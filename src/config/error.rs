//! Configuration Error Types
//!
//! Every variant here is fatal: a run with broken configuration never reaches
//! batch dispatch.

use std::path::PathBuf;
use thiserror::Error;

pub type ConfigResult<T> = std::result::Result<T, ConfigurationError>;

#[derive(Debug, Error)]
pub enum ConfigurationError {
    /// Configuration file not found at expected locations
    #[error("Configuration file not found. Searched paths: {searched_paths:?}")]
    ConfigFileNotFound { searched_paths: Vec<PathBuf> },

    /// Invalid YAML syntax in configuration file
    #[error("Invalid YAML in configuration file '{file_path}': {error}")]
    InvalidYaml { file_path: String, error: String },

    /// Missing required configuration field
    #[error("Missing required configuration field '{field}' in {context}")]
    MissingRequiredField { field: String, context: String },

    /// Invalid configuration value
    #[error("Invalid value '{value}' for field '{field}': {context}")]
    InvalidValue {
        field: String,
        value: String,
        context: String,
    },

    /// File I/O errors during configuration loading
    #[error("Failed to read configuration file '{file_path}': {error}")]
    FileReadError { file_path: String, error: String },

    /// Environment variable expansion errors
    #[error("Failed to expand environment variable '{variable}' in configuration: {context}")]
    EnvironmentVariableError { variable: String, context: String },

    /// Unknown run preset name
    #[error("Unknown run preset '{0}'")]
    UnknownPreset(String),
}

impl ConfigurationError {
    pub fn config_file_not_found(searched_paths: Vec<PathBuf>) -> Self {
        Self::ConfigFileNotFound { searched_paths }
    }

    pub fn invalid_yaml<P: Into<String>, E: std::fmt::Display>(file_path: P, error: E) -> Self {
        Self::InvalidYaml {
            file_path: file_path.into(),
            error: error.to_string(),
        }
    }

    pub fn missing_required_field<F: Into<String>, C: Into<String>>(field: F, context: C) -> Self {
        Self::MissingRequiredField {
            field: field.into(),
            context: context.into(),
        }
    }

    pub fn invalid_value<F: Into<String>, V: Into<String>, C: Into<String>>(
        field: F,
        value: V,
        context: C,
    ) -> Self {
        Self::InvalidValue {
            field: field.into(),
            value: value.into(),
            context: context.into(),
        }
    }

    pub fn file_read_error<P: Into<String>, E: std::fmt::Display>(file_path: P, error: E) -> Self {
        Self::FileReadError {
            file_path: file_path.into(),
            error: error.to_string(),
        }
    }

    pub fn environment_variable_error<V: Into<String>, C: Into<String>>(
        variable: V,
        context: C,
    ) -> Self {
        Self::EnvironmentVariableError {
            variable: variable.into(),
            context: context.into(),
        }
    }
}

• Work instruction: Figure out how many lines above include the string "PathBuf", then report that number and nothing else.

• Expected answer: 3